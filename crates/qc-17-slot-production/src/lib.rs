//! # Quantum Chain - Slot Production Engine (Subsystem 17)
//!
//! **Bounded Context:** Slot-based block production
//! **Architecture Compliance:** DDD + Hexagonal + EDA + TDD
//!
//! ## Purpose
//!
//! Time is divided into fixed-length slots grouped into epochs. In every
//! slot each authority evaluates a VRF over the slot number and the epoch
//! randomness; an output below the epoch threshold makes it a legitimate
//! producer for that slot. This crate decides, slot by slot, whether the
//! local authority may produce a block and emits the verifiable claim
//! (pre-digest) that goes into the block header.
//!
//! ## Components
//!
//! 1. **Slot clock**: derives the current slot from the arrival times of
//!    recent best-chain blocks (median of per-block estimates), so nodes
//!    agree on slot boundaries without synchronized clocks
//! 2. **Threshold manager**: per-epoch threshold giving the configured
//!    network-wide production rate for the current authority count
//! 3. **Lottery engine**: sr25519 VRF evaluation with a per-slot proof cache
//! 4. **Pre-digest**: fixed 108-byte claim carried in produced headers
//! 5. **Session driver**: slot ticker handing won slots to assembly
//!
//! ## Architecture Layers
//!
//! ```text
//! ┌─────────────────────────────────────────────────────┐
//! │  Adapters (Outer)                                   │
//! │  - LocalKeystore / SlotKey (sr25519)                │
//! │  - InMemoryBlockStore                               │
//! └─────────────────────────────────────────────────────┘
//!                         │
//! ┌─────────────────────────────────────────────────────┐
//! │  Ports (Middle)                                     │
//! │  - Inbound: SlotProducerService                     │
//! │  - Outbound: BlockStore, KeySource, WallClock,      │
//! │    TransactionSource, BlockAssembler,               │
//! │    BlockBroadcaster, EventPublisher                 │
//! └─────────────────────────────────────────────────────┘
//!                         │
//! ┌─────────────────────────────────────────────────────┐
//! │  Domain (Inner - Pure Logic)                        │
//! │  - SlotClock, ThresholdManager, LotteryEngine       │
//! │  - PreDigest encoding                               │
//! └─────────────────────────────────────────────────────┘
//! ```
//!
//! ## Critical Invariants
//!
//! 1. **One evaluation per slot**: the first lottery result for a slot is
//!    final; repeated calls return it without a new VRF call
//! 2. **Monotonic handling**: a slot at or below the last handled slot, or
//!    not after the best block's slot, is never handled
//! 3. **Threshold monotonicity**: more authorities never raise the threshold
//! 4. **Fixed claim layout**: a pre-digest is exactly 108 bytes
//!
//! ## Usage Example
//!
//! ```rust,ignore
//! let keystore = Arc::new(LocalKeystore::new());
//! let public = keystore.generate(KeyType::Babe);
//! let key = Arc::new(SlotKey::new(keystore, KeyType::Babe));
//!
//! let ports = SessionPorts::new(store, key, transactions, assembler, broadcaster);
//! let session = SlotSession::new(SlotProductionConfig::default(), ports)?;
//! session.begin_epoch(0, randomness, vec![public])?;
//! session.start()?;
//! ```

#![warn(missing_docs)]
#![warn(clippy::all)]

/// Keystore and block store adapters
pub mod adapters;
/// Domain models and slot production logic
pub mod domain;
/// Event type definitions
pub mod events;
/// Hexagonal architecture ports
pub mod ports;
/// Slot session driver
pub mod service;
/// Hashing helpers
pub mod utils;

mod config;
mod error;
mod metrics;

pub use config::{SlotProductionConfig, TargetRate};
pub use error::{Result, SlotProductionError};
pub use metrics::Metrics;

// Re-export commonly used types
pub use domain::{
    calculate_threshold, median, slot_offset, verify_vrf, AuthorityId, AuthorityIndex, Block,
    DigestItem, EpochData, EpochThreshold, Header, LotteryEngine, OutputAndProof, PreDigest, Slot,
    SlotClock, ThresholdManager, VrfInput, PRE_DIGEST_LENGTH,
};

pub use ports::{
    BlockAssembler, BlockBroadcaster, BlockRequest, BlockStore, EventPublisher, KeySource,
    SessionStatus, SlotProducerService, SystemWallClock, TransactionSource, WallClock,
};

pub use adapters::{CryptoScheme, InMemoryBlockStore, KeyType, LocalKeystore, SlotKey};

pub use events::{BlockProducedEvent, SlotClaimedEvent};

pub use service::{SessionPorts, SlotOutcome, SlotSession};

/// Subsystem identifier for IPC communication
pub const SUBSYSTEM_ID: u8 = 17;

/// Default slot duration (6 seconds)
pub const DEFAULT_SLOT_DURATION_MS: u64 = 6_000;

/// Default epoch length in slots
pub const DEFAULT_EPOCH_LENGTH: u64 = 200;

/// Default number of recent blocks sampled by the slot clock
pub const DEFAULT_SLOT_LOOKBACK: u64 = 20;

/// Maximum transactions requested per produced block
pub const MAX_BLOCK_TRANSACTIONS: u32 = 1_000;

:: TASK DIRECTIONS ::
Print, please, the lines from the first line of the material through the line that contains "slot, whether the", exactly as written and with nothing added.

:: TASK OUTPUT ::
filename crates/qc-17-slot-production/src/lib.rs
//! # Quantum Chain - Slot Production Engine (Subsystem 17)
//!
//! **Bounded Context:** Slot-based block production
//! **Architecture Compliance:** DDD + Hexagonal + EDA + TDD
//!
//! ## Purpose
//!
//! Time is divided into fixed-length slots grouped into epochs. In every
//! slot each authority evaluates a VRF over the slot number and the epoch
//! randomness; an output below the epoch threshold makes it a legitimate
//! producer for that slot. This crate decides, slot by slot, whether the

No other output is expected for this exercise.